The coronavirus pandemic has undoubtedly hit the United States’ economy hard. Since the beginning of this crisis, more than 43 million Americans have filed for unemployment benefits- and that number is still growing. Experts are expecting things to continue getting worse until they start improving. Even if there are still many Americans who have retained their jobs through the pandemic by working from home, many essential employees have had their hours slashed. This has left them with little means to financially support themselves.
Recently, President Trump and his advisors have seemed to warm up to the idea of a second round of relief checks. The President stated that he “[T]hink[s] we’re going to be helping people out” by “getting some money for them.” Many people are hopeful that they will be getting economic relief sometime in the near future.

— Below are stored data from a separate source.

//! User and role models

use serde::{Deserialize, Serialize};

/// Authorization role assigned by the backend after CAS login
#[derive(Debug, Clone, Copy, PartialEq, Eq, PartialOrd, Ord, Serialize, Deserialize)]
#[serde(rename_all = "lowercase")]
pub enum Role {
    Customer,
    Staff,
    Admin,
}

impl Role {
    /// Staff and admins may move orders between statuses.
    pub fn can_manage_orders(&self) -> bool {
        matches!(self, Role::Staff | Role::Admin)
    }

    /// Only admins may change the menu.
    pub fn can_edit_menu(&self) -> bool {
        matches!(self, Role::Admin)
    }
}

impl std::fmt::Display for Role {
    fn fmt(&self, f: &mut std::fmt::Formatter<'_>) -> std::fmt::Result {
        match self {
            Role::Customer => write!(f, "customer"),
            Role::Staff => write!(f, "staff"),
            Role::Admin => write!(f, "admin"),
        }
    }
}

/// The signed-in user
#[derive(Debug, Clone, PartialEq, Serialize, Deserialize)]
pub struct User {
    /// Campus NetID
    pub netid: String,

    /// Display name
    #[serde(default, skip_serializing_if = "Option::is_none")]
    pub name: Option<String>,

    /// Authorization role
    pub role: Role,
}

Even the Treasury Secretary believes that there is a “strong likelihood” that Americans will be receiving those stimulus checks sooner than some might believe.
While support for a second round of coronavirus relief checks has gained traction from the White House, the GOP seems to be somewhat reluctant to provide their approval. But the longer the pandemic lasts, the less options the government has for providing a boost to the economy.

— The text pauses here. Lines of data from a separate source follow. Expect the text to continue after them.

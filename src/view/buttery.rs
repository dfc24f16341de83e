//! Menu and order views backed by the buttery cache

use std::sync::Arc;

use super::{RefreshOutcome, ViewState, refresh};
use crate::cache::ButteryCache;
use crate::cache::storage::KeyValueStore;
use crate::client::ButteryApi;
use crate::client::models::{MenuItem, Order, join_item_names};
use crate::error::{Error, Result};

/// Progressive loaders for the buttery collections.
pub struct ButteryViews<S, A> {
    cache: ButteryCache<S>,
    api: Arc<A>,
}

impl<S, A> Clone for ButteryViews<S, A> {
    fn clone(&self) -> Self {
        Self {
            cache: self.cache.clone(),
            api: Arc::clone(&self.api),
        }
    }
}

impl<S: KeyValueStore, A: ButteryApi> ButteryViews<S, A> {
    pub fn new(cache: ButteryCache<S>, api: Arc<A>) -> Self {
        Self { cache, api }
    }

    pub fn cache(&self) -> &ButteryCache<S> {
        &self.cache
    }

    pub fn api(&self) -> &Arc<A> {
        &self.api
    }

    /// Show the cached menu for `buttery`, then the server's.
    pub async fn load_menu<R>(&self, buttery: Option<&str>, render: R) -> RefreshOutcome<Vec<MenuItem>>
    where
        R: FnMut(ViewState<&Vec<MenuItem>>),
    {
        refresh(
            self.cache.menu(buttery),
            self.api.list_menu_items(buttery),
            |items| self.cache.store_menu(items, buttery),
            render,
        )
        .await
    }

    /// Show the cached orders for `buttery`, then the server's.
    ///
    /// Fetched orders have their item names filled in from `menu`, or from
    /// the menu for the same buttery when `menu` is not given. Names are
    /// cached with the orders.
    pub async fn load_orders<R>(
        &self,
        buttery: Option<&str>,
        menu: Option<&[MenuItem]>,
        render: R,
    ) -> RefreshOutcome<Vec<Order>>
    where
        R: FnMut(ViewState<&Vec<Order>>),
    {
        let fetch = async {
            let mut orders = self.api.list_orders(buttery).await?;
            match menu {
                Some(menu) => join_item_names(&mut orders, menu),
                None => join_item_names(&mut orders, &self.menu_for_join(buttery).await),
            }
            Ok::<_, Error>(orders)
        };

        refresh(
            self.cache.orders(buttery),
            fetch,
            |orders| self.cache.store_orders(orders, buttery),
            render,
        )
        .await
    }

    /// Menu used to name order lines: cached if possible, else fetched.
    async fn menu_for_join(&self, buttery: Option<&str>) -> Vec<MenuItem> {
        if let Some(menu) = self.cache.menu(buttery) {
            return menu;
        }
        match self.fetch_menu(buttery).await {
            Ok(menu) => menu,
            Err(e) => {
                log::warn!("Could not load menu to name order items: {}", e);
                Vec::new()
            }
        }
    }

    async fn fetch_menu(&self, buttery: Option<&str>) -> Result<Vec<MenuItem>> {
        let menu = self.api.list_menu_items(buttery).await?;
        self.cache.store_menu(&menu, buttery);
        Ok(menu)
    }
}

#[cfg(test)]
mod tests {
    use super::*;
    use crate::cache::{ManualClock, MemoryStore, ProgressiveCache};
    use crate::client::MockButteryClient;
    use crate::client::models::{OrderItem, OrderStatus, UNKNOWN_ITEM_NAME};
    use crate::error::ApiError;

    fn item(id: &str, name: &str, buttery: &str) -> MenuItem {
        MenuItem {
            id: id.to_string(),
            name: name.to_string(),
            price: 250,
            category: None,
            buttery: Some(buttery.to_string()),
            available: true,
            modifiers: vec![],
        }
    }

    fn order(id: &str, menu_item_id: &str, buttery: &str) -> Order {
        Order {
            id: id.to_string(),
            status: OrderStatus::Pending,
            buttery: Some(buttery.to_string()),
            customer: None,
            items: vec![OrderItem {
                menu_item_id: menu_item_id.to_string(),
                quantity: 1,
                name: None,
                modifiers: vec![],
            }],
            total_price: 250,
            created_at: None,
        }
    }

    fn views(api: MockButteryClient) -> ButteryViews<MemoryStore, MockButteryClient> {
        let clock = Arc::new(ManualClock::new(1_700_000_000_000));
        let cache = ButteryCache::new(ProgressiveCache::new(MemoryStore::new()).with_clock(clock));
        ButteryViews::new(cache, Arc::new(api))
    }

    fn labels<T>(states: &[ViewState<T>]) -> Vec<&'static str> {
        states
            .iter()
            .map(|s| match s {
                ViewState::Loading => "loading",
                ViewState::Cached(_) => "cached",
                ViewState::Fresh(_) => "fresh",
                ViewState::Failed(_) => "failed",
            })
            .collect()
    }

    #[tokio::test]
    async fn test_menu_fetched_then_served_from_cache() {
        let api = MockButteryClient::new()
            .with_menu(vec![item("m1", "Bagel", "North"), item("m2", "Chai", "South")])
            .await;
        let views = views(api);

        let mut first = Vec::new();
        let outcome = views
            .load_menu(Some("North"), |s| first.push(s.cloned()))
            .await;
        assert_eq!(labels(&first), vec!["fresh"]);
        assert_eq!(outcome.data().map(Vec::len), Some(1));

        let mut second = Vec::new();
        views
            .load_menu(Some("North"), |s| second.push(s.cloned()))
            .await;
        assert_eq!(labels(&second), vec!["cached", "fresh"]);

        // Another buttery never sees North's cache
        let mut south = Vec::new();
        views
            .load_menu(Some("South"), |s| south.push(s.cloned()))
            .await;
        assert_eq!(labels(&south), vec!["fresh"]);
        assert_eq!(south[0].data().unwrap()[0].name, "Chai");
    }

    #[tokio::test]
    async fn test_offline_menu_falls_back_to_cache() {
        let api = MockButteryClient::new()
            .with_menu(vec![item("m1", "Bagel", "North")])
            .await;
        let views = views(api.clone());
        views.load_menu(Some("North"), |_| {}).await;

        let _ = api.clone().failing("list_menu_items", 1).await;
        let mut rendered = Vec::new();
        let outcome = views
            .load_menu(Some("North"), |s| rendered.push(s.cloned()))
            .await;

        assert!(matches!(outcome, RefreshOutcome::Stale { .. }));
        assert_eq!(labels(&rendered), vec!["cached"]);
    }

    #[tokio::test]
    async fn test_offline_without_cache_is_unavailable() {
        let api = MockButteryClient::new()
            .with_error(ApiError::Network("offline".to_string()))
            .await;
        let views = views(api);

        let mut rendered = Vec::new();
        let outcome = views
            .load_menu(None, |s| rendered.push(s.cloned()))
            .await;

        assert!(matches!(outcome, RefreshOutcome::Unavailable(_)));
        assert_eq!(labels(&rendered), vec!["failed"]);
    }

    #[tokio::test]
    async fn test_orders_joined_with_menu() {
        let api = MockButteryClient::new()
            .with_menu(vec![item("m1", "Bagel", "North")])
            .await
            .with_orders(vec![
                order("ORD-1", "m1", "North"),
                order("ORD-2", "gone", "North"),
            ])
            .await;
        let views = views(api.clone());

        let orders = views
            .load_orders(Some("North"), None, |_| {})
            .await
            .into_result()
            .unwrap();

        assert_eq!(orders[0].items[0].display_name(), "Bagel");
        assert_eq!(orders[1].items[0].display_name(), UNKNOWN_ITEM_NAME);
        // Menu fetched once for the join and cached alongside
        assert_eq!(api.call_counts().await.list_menu_items, 1);
        assert!(views.cache().menu(Some("North")).is_some());

        // Cached orders keep their names
        let cached = views.cache().orders(Some("North")).unwrap();
        assert_eq!(cached[0].items[0].name.as_deref(), Some("Bagel"));
    }

    #[tokio::test]
    async fn test_orders_use_provided_menu() {
        let api = MockButteryClient::new()
            .with_orders(vec![order("ORD-1", "m9", "North")])
            .await;
        let views = views(api.clone());
        let menu = vec![item("m9", "Quesadilla", "North")];

        let orders = views
            .load_orders(Some("North"), Some(&menu), |_| {})
            .await
            .into_result()
            .unwrap();

        assert_eq!(orders[0].items[0].display_name(), "Quesadilla");
        assert_eq!(api.call_counts().await.list_menu_items, 0);
    }
}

The Democratic Party is mostly in favor of providing much more encompassing relief for all Americans. They want to provide money for people to be able to put money back into the economy and to expand the safety protocols in place by allowing greater use of mail-in ballots. Their proposed coronavirus relief Bill would have the government spending $3 trillion.

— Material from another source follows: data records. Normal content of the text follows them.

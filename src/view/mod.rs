//! Progressive loading of server collections
//!
//! A view shows cached data as soon as it is available, fetches in the
//! background, and swaps in the fresh copy when it lands. A failed fetch
//! keeps the cached render; it only surfaces as an error when there was
//! nothing cached to show.

use std::future::Future;

use crate::error::{Error, Result};

pub mod buttery;

pub use buttery::ButteryViews;

/// What a view is currently showing
#[derive(Debug, Clone, PartialEq)]
pub enum ViewState<T> {
    /// Nothing to show yet
    Loading,
    /// Last-known-good data from the cache, refresh in progress or failed
    Cached(T),
    /// Data from the server
    Fresh(T),
    /// Fetch failed with nothing cached
    Failed(String),
}

impl<T> ViewState<T> {
    /// The data being shown, if any
    pub fn data(&self) -> Option<&T> {
        match self {
            ViewState::Cached(data) | ViewState::Fresh(data) => Some(data),
            ViewState::Loading | ViewState::Failed(_) => None,
        }
    }

    pub fn is_loading(&self) -> bool {
        matches!(self, ViewState::Loading)
    }
}

impl<T: Clone> ViewState<&T> {
    /// Take an owned copy of a borrowed render
    pub fn cloned(&self) -> ViewState<T> {
        match self {
            ViewState::Loading => ViewState::Loading,
            ViewState::Cached(data) => ViewState::Cached((*data).clone()),
            ViewState::Fresh(data) => ViewState::Fresh((*data).clone()),
            ViewState::Failed(message) => ViewState::Failed(message.clone()),
        }
    }
}

/// How a refresh ended
#[derive(Debug)]
pub enum RefreshOutcome<T> {
    /// The fetch succeeded and the cache was overwritten
    Fresh(T),
    /// The fetch failed; the cached data is still what is shown
    Stale { data: T, error: Error },
    /// The fetch failed and there was nothing cached
    Unavailable(Error),
}

impl<T> RefreshOutcome<T> {
    /// The data to present, fresh or stale
    pub fn data(&self) -> Option<&T> {
        match self {
            RefreshOutcome::Fresh(data) | RefreshOutcome::Stale { data, .. } => Some(data),
            RefreshOutcome::Unavailable(_) => None,
        }
    }

    /// Convert to a `Result`, treating stale data as success.
    pub fn into_result(self) -> Result<T> {
        match self {
            RefreshOutcome::Fresh(data) | RefreshOutcome::Stale { data, .. } => Ok(data),
            RefreshOutcome::Unavailable(error) => Err(error),
        }
    }
}

/// Render cached data (if any), fetch, then store and render the fresh data.
///
/// `render` is called with every state the view passes through: at most one
/// `Cached` followed by either `Fresh` or, when nothing was cached, `Failed`.
pub async fn refresh<T, Fut, S, R>(
    cached: Option<T>,
    fetch: Fut,
    store: S,
    mut render: R,
) -> RefreshOutcome<T>
where
    Fut: Future<Output = Result<T>>,
    S: FnOnce(&T),
    R: FnMut(ViewState<&T>),
{
    if let Some(ref data) = cached {
        render(ViewState::Cached(data));
    }

    match fetch.await {
        Ok(data) => {
            store(&data);
            render(ViewState::Fresh(&data));
            RefreshOutcome::Fresh(data)
        }
        Err(error) => match cached {
            Some(data) => {
                log::warn!("Refresh failed, keeping cached data: {}", error);
                RefreshOutcome::Stale { data, error }
            }
            None => {
                log::debug!("Refresh failed with nothing cached: {}", error);
                render(ViewState::Failed(error.to_string()));
                RefreshOutcome::Unavailable(error)
            }
        },
    }
}

/// Ticket for one load, used to drop results that arrive after the view has
/// moved to another scope.
#[derive(Debug, Clone, PartialEq, Eq)]
pub struct LoadTicket {
    scope: Option<String>,
    generation: u64,
}

impl LoadTicket {
    pub fn scope(&self) -> Option<&str> {
        self.scope.as_deref()
    }
}

/// One collection shown for one buttery scope
#[derive(Debug)]
pub struct CollectionView<T> {
    scope: Option<String>,
    state: ViewState<T>,
    generation: u64,
}

impl<T: Clone> CollectionView<T> {
    pub fn new(scope: Option<&str>) -> Self {
        Self {
            scope: scope.map(str::to_string),
            state: ViewState::Loading,
            generation: 0,
        }
    }

    pub fn scope(&self) -> Option<&str> {
        self.scope.as_deref()
    }

    pub fn state(&self) -> &ViewState<T> {
        &self.state
    }

    /// Change the buttery filter. The view drops back to `Loading` before
    /// anything else is shown, and loads started for the old scope are
    /// ignored from here on.
    pub fn switch_scope(&mut self, scope: Option<&str>) {
        self.state = ViewState::Loading;
        self.generation += 1;
        self.scope = scope.map(str::to_string);
    }

    /// Start a load for the current scope
    pub fn begin(&self) -> LoadTicket {
        LoadTicket {
            scope: self.scope.clone(),
            generation: self.generation,
        }
    }

    /// Show `state` if `ticket` belongs to the current scope. Returns whether
    /// it was applied.
    pub fn apply(&mut self, ticket: &LoadTicket, state: ViewState<T>) -> bool {
        if ticket.generation != self.generation {
            log::debug!(
                "Ignoring result for {:?}, view is now on {:?}",
                ticket.scope,
                self.scope
            );
            return false;
        }
        self.state = state;
        true
    }

    /// Run a [`refresh`] for the current scope, recording each rendered state.
    ///
    /// The view stays mutably borrowed until the refresh finishes, so no scope
    /// switch can happen in between. When the scope may change while a fetch
    /// is in flight, drive the load with [`CollectionView::begin`] and
    /// [`CollectionView::apply`] instead.
    pub async fn load<Fut, S>(&mut self, cached: Option<T>, fetch: Fut, store: S) -> RefreshOutcome<T>
    where
        Fut: Future<Output = Result<T>>,
        S: FnOnce(&T),
    {
        let ticket = self.begin();
        refresh(cached, fetch, store, |state| {
            self.apply(&ticket, state.cloned());
        })
        .await
    }
}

The Republican majority Senate balked at the proposed budget. As time has gone on, Republicans have started to bend, and have opened the door to a more limited relief plan. They have proposed that any relief Bill should not cost more than $1 trillion. Though earlier in March they passed the $2.2 trillion CARES Act which provided:
- $1200 per individual, $2400 for married couples
- $500 per dependent child under 17
The CARES Act was intended to just take some of the pain of the economic deficit away. But now, the economic climate is even worse and the GOP wants to provide less relief money.
The unemployment rate is still looking like a mess; it’s down from 20% to 13.3%, but that’s still higher than the 2008 recession. While things do seem to be somewhat looking up, the virus is still a problem and many are still unemployed as a result. Hopefully the House, Senate, and President can come to a consensus soon so that some financial relief can be provided to the Americans hurting most from this crisis.